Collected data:
##########
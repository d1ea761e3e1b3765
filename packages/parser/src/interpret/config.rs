use crate::error::{ParserError, Result};

const DEFAULT_MODEL: &str = "claude-sonnet-4-20250514";
const DEFAULT_API_BASE_URL: &str = "https://api.anthropic.com";

/// Configuration for the interpretation service.
#[derive(Clone)]
pub struct InterpreterConfig {
    pub model: String,
    pub api_key: String,
    pub api_base_url: String,
    pub temperature: f64,
    pub max_tokens: u32,
    pub timeout_secs: u64,
}

impl std::fmt::Debug for InterpreterConfig {
    fn fmt(&self, f: &mut std::fmt::Formatter<'_>) -> std::fmt::Result {
        f.debug_struct("InterpreterConfig")
            .field("model", &self.model)
            .field("api_key", &"<redacted>")
            .field("api_base_url", &self.api_base_url)
            .field("temperature", &self.temperature)
            .field("max_tokens", &self.max_tokens)
            .field("timeout_secs", &self.timeout_secs)
            .finish()
    }
}

impl InterpreterConfig {
    /// Load configuration from environment variables.
    ///
    /// The key is read from `LLM_API_KEY`, falling back to `ANTHROPIC_API_KEY`.
    pub fn from_env() -> Result<Self> {
        let api_key = std::env::var("LLM_API_KEY")
            .or_else(|_| std::env::var("ANTHROPIC_API_KEY"))
            .map_err(|_| {
                ParserError::Config("LLM_API_KEY (or ANTHROPIC_API_KEY) not set".into())
            })?;

        let model = std::env::var("LLM_MODEL").unwrap_or_else(|_| DEFAULT_MODEL.into());

        let api_base_url =
            std::env::var("LLM_API_BASE_URL").unwrap_or_else(|_| DEFAULT_API_BASE_URL.into());

        let temperature = std::env::var("LLM_TEMPERATURE")
            .ok()
            .and_then(|v| v.parse().ok())
            .unwrap_or(0.0);

        let max_tokens = std::env::var("LLM_MAX_TOKENS")
            .ok()
            .and_then(|v| v.parse().ok())
            .unwrap_or(4096);

        let timeout_secs = std::env::var("LLM_TIMEOUT_SECS")
            .ok()
            .and_then(|v| v.parse().ok())
            .unwrap_or(120);

        Ok(Self {
            model,
            api_key,
            api_base_url,
            temperature,
            max_tokens,
            timeout_secs,
        })
    }

    /// Create a config builder for testing.
    pub fn builder(api_key: impl Into<String>) -> InterpreterConfigBuilder {
        InterpreterConfigBuilder {
            api_key: api_key.into(),
            model: DEFAULT_MODEL.into(),
            api_base_url: DEFAULT_API_BASE_URL.into(),
            temperature: 0.0,
            max_tokens: 4096,
            timeout_secs: 120,
        }
    }
}

/// Builder for constructing `InterpreterConfig` in tests.
pub struct InterpreterConfigBuilder {
    api_key: String,
    model: String,
    api_base_url: String,
    temperature: f64,
    max_tokens: u32,
    timeout_secs: u64,
}

impl InterpreterConfigBuilder {
    pub fn model(mut self, model: impl Into<String>) -> Self {
        self.model = model.into();
        self
    }

    pub fn api_base_url(mut self, api_base_url: impl Into<String>) -> Self {
        self.api_base_url = api_base_url.into();
        self
    }

    pub fn temperature(mut self, temperature: f64) -> Self {
        self.temperature = temperature;
        self
    }

    pub fn max_tokens(mut self, max_tokens: u32) -> Self {
        self.max_tokens = max_tokens;
        self
    }

    pub fn timeout_secs(mut self, timeout_secs: u64) -> Self {
        self.timeout_secs = timeout_secs;
        self
    }

    pub fn build(self) -> InterpreterConfig {
        InterpreterConfig {
            model: self.model,
            api_key: self.api_key,
            api_base_url: self.api_base_url,
            temperature: self.temperature,
            max_tokens: self.max_tokens,
            timeout_secs: self.timeout_secs,
        }
    }
}
//! Interpretation of segmented guideline text into structured rules.

mod client;
mod config;
mod interpreter;
mod json;
mod prompt;

pub use client::{AnthropicClient, LlmClient, LlmRequest, LlmResponse, Message, Role};
#[cfg(any(test, feature = "test-utils"))]
pub use client::test_support::MockLlmClient;
pub use config::{InterpreterConfig, InterpreterConfigBuilder};
pub use interpreter::{Interpreter, LlmInterpreter};
pub use json::extract_json_from_response;
pub use prompt::{
    base_offense_system_prompt, build_base_offense_prompt, build_soc_prompt, soc_system_prompt,
};
//! Orchestration of the per-section pipeline.
//!
//! A section moves through [`SectionStage`]s in order. Persisting is left to
//! the caller (see [`crate::output`]) so that section and chapter runs can
//! choose between merging and truncating.

use std::cell::OnceCell;
use std::collections::BTreeMap;
use std::fmt;

use tracing::{debug, error, info, warn};

use crate::config::validate_chapter;
use crate::corpus::PageCorpus;
use crate::error::{ParserError, Result};
use crate::extractor::{ExtractLimits, TextExtractor};
use crate::header::HeaderPolicy;
use crate::interpret::Interpreter;
use crate::mapper::{SectionMap, SectionMapper};
use crate::types::{ExtractedText, SectionId, SectionLocation, SectionRules};
use crate::validator::{validate_rules, ValidationIssue};

/// Pipeline stage of one section.
#[derive(Debug, Clone, Copy, PartialEq, Eq, PartialOrd, Ord)]
pub enum SectionStage {
    Located,
    Extracted,
    Segmented,
    Interpreted,
    Validated,
    Persisted,
}

impl fmt::Display for SectionStage {
    fn fmt(&self, f: &mut fmt::Formatter<'_>) -> fmt::Result {
        let name = match self {
            Self::Located => "located",
            Self::Extracted => "extracted",
            Self::Segmented => "segmented",
            Self::Interpreted => "interpreted",
            Self::Validated => "validated",
            Self::Persisted => "persisted",
        };
        f.write_str(name)
    }
}

/// Result of running one section.
#[derive(Debug, Clone)]
pub enum SectionOutcome {
    /// Dry run: extraction only.
    DryRun(ExtractedText),
    /// Interpreted and validated rules, ready to persist.
    Parsed {
        rules: SectionRules,
        issues: Vec<ValidationIssue>,
    },
}

/// A section that could not be parsed during a chapter run.
#[derive(Debug)]
pub struct SectionFailure {
    pub section: SectionId,
    /// Stage that was being entered when the error occurred.
    pub stage: SectionStage,
    pub error: ParserError,
}

/// Outcome of a chapter run.
#[derive(Debug, Default)]
pub struct ChapterReport {
    /// Parsed sections keyed by identifier.
    pub sections: BTreeMap<String, SectionRules>,
    /// Validation findings of parsed sections, only where non-empty.
    pub issues: BTreeMap<String, Vec<ValidationIssue>>,
    pub failures: Vec<SectionFailure>,
    pub dry_runs: Vec<ExtractedText>,
}

impl ChapterReport {
    /// Total number of validation findings.
    #[must_use]
    pub fn issue_count(&self) -> usize {
        self.issues.values().map(Vec::len).sum()
    }
}

/// Drives mapping, extraction, interpretation and validation.
pub struct GuidelinesParser<P: PageCorpus, I: Interpreter> {
    corpus: P,
    policy: HeaderPolicy,
    limits: ExtractLimits,
    interpreter: Option<I>,
    sections: OnceCell<SectionMap>,
}

impl<P: PageCorpus, I: Interpreter> GuidelinesParser<P, I> {
    /// Parser without an interpreter; only scans and dry runs succeed.
    pub fn new(corpus: P) -> Self {
        Self {
            corpus,
            policy: HeaderPolicy::default(),
            limits: ExtractLimits::default(),
            interpreter: None,
            sections: OnceCell::new(),
        }
    }

    #[must_use]
    pub fn with_interpreter(mut self, interpreter: I) -> Self {
        self.interpreter = Some(interpreter);
        self
    }

    #[must_use]
    pub fn with_policy(mut self, policy: HeaderPolicy) -> Self {
        self.policy = policy;
        self.sections = OnceCell::new();
        self
    }

    #[must_use]
    pub fn with_limits(mut self, limits: ExtractLimits) -> Self {
        self.limits = limits;
        self
    }

    /// Section map, scanned on first use.
    pub fn scan_sections(&self) -> &SectionMap {
        self.sections
            .get_or_init(|| SectionMapper::scan_all(&self.corpus, &self.policy))
    }

    /// Extract the text of one section without interpreting it.
    pub fn extract(&self, section: &SectionId) -> Result<ExtractedText> {
        let location = self.locate(section)?;
        Ok(self.extractor().extract_section(location))
    }

    /// Run one section. Errors propagate.
    pub fn parse_section(&self, section: &SectionId, dry_run: bool) -> Result<SectionOutcome> {
        let location = self.locate(section)?;
        self.run(location, dry_run).map_err(|failure| failure.error)
    }

    /// Run every section of `chapter` (e.g. `2K`) in natural order.
    ///
    /// A failing section is logged and recorded; the rest still run.
    pub fn parse_chapter(&self, chapter: &str, dry_run: bool) -> Result<ChapterReport> {
        validate_chapter(chapter)?;

        let locations = self.scan_sections().chapter_sections(chapter);
        if locations.is_empty() {
            return Err(ParserError::NoSectionsInChapter(chapter.to_string()));
        }
        info!(chapter, sections = locations.len(), dry_run, "parsing chapter");

        let mut report = ChapterReport::default();
        for location in locations {
            match self.run(location, dry_run) {
                Ok(SectionOutcome::DryRun(extracted)) => report.dry_runs.push(extracted),
                Ok(SectionOutcome::Parsed { rules, issues }) => {
                    let key = location.section.to_string();
                    if !issues.is_empty() {
                        report.issues.insert(key.clone(), issues);
                    }
                    report.sections.insert(key, rules);
                }
                Err(failure) => {
                    error!(
                        section = %failure.section,
                        stage = %failure.stage,
                        error = %failure.error,
                        "section failed"
                    );
                    report.failures.push(failure);
                }
            }
        }

        info!(
            chapter,
            parsed = report.sections.len(),
            failed = report.failures.len(),
            "chapter done"
        );
        Ok(report)
    }

    fn locate(&self, section: &SectionId) -> Result<&SectionLocation> {
        self.scan_sections()
            .get(section)
            .ok_or_else(|| ParserError::SectionNotFound(section.to_string()))
    }

    fn extractor(&self) -> TextExtractor<'_, P> {
        TextExtractor::new(&self.corpus, &self.policy).with_limits(self.limits)
    }

    fn run(
        &self,
        location: &SectionLocation,
        dry_run: bool,
    ) -> std::result::Result<SectionOutcome, SectionFailure> {
        let section = &location.section;
        let fail = |stage: SectionStage, error: ParserError| SectionFailure {
            section: section.clone(),
            stage,
            error,
        };
        debug!(%section, stage = %SectionStage::Located, start = %location.start);

        let extracted = self.extractor().extract_section(location);
        debug!(%section, stage = %SectionStage::Segmented,
            full = extracted.full_text.len(),
            base = extracted.base_offense_text.len(),
            soc = extracted.soc_text.len(),
            cross_reference = extracted.cross_reference_text.len());

        if dry_run {
            return Ok(SectionOutcome::DryRun(extracted));
        }

        let interpreter = self.interpreter.as_ref().ok_or_else(|| {
            fail(
                SectionStage::Interpreted,
                ParserError::Config("no interpreter configured".into()),
            )
        })?;

        let base_offense_questions = interpreter
            .interpret_base_offense(&extracted.base_offense_text, section)
            .map_err(|e| fail(SectionStage::Interpreted, e))?;

        let specific_offense_characteristics = if extracted.soc_text.is_empty() {
            debug!(%section, "no specific offense characteristics text");
            Vec::new()
        } else {
            interpreter
                .interpret_soc(&extracted.soc_text, section)
                .map_err(|e| fail(SectionStage::Interpreted, e))?
        };

        let rules = SectionRules {
            title: extracted.title,
            section: section.to_string(),
            pdf_reference: extracted.pdf_reference,
            base_offense_questions,
            specific_offense_characteristics,
        };

        let issues = validate_rules(&rules);
        for issue in &issues {
            warn!(%section, stage = %SectionStage::Validated, "{issue}");
        }

        Ok(SectionOutcome::Parsed { rules, issues })
    }
}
##########
--- Exercise instructions ---
From the first line of the data through the line with "impl std::fmt::Debug for", quote each line exactly and add nothing else.

--- Expected answer ---
repository d1ea761e3e1b3765
filename packages/parser/src/interpret/config.rs
use crate::error::{ParserError, Result};

const DEFAULT_MODEL: &str = "claude-sonnet-4-20250514";
const DEFAULT_API_BASE_URL: &str = "https://api.anthropic.com";

/// Configuration for the interpretation service.
#[derive(Clone)]
pub struct InterpreterConfig {
    pub model: String,
    pub api_key: String,
    pub api_base_url: String,
    pub temperature: f64,
    pub max_tokens: u32,
    pub timeout_secs: u64,
}

impl std::fmt::Debug for InterpreterConfig {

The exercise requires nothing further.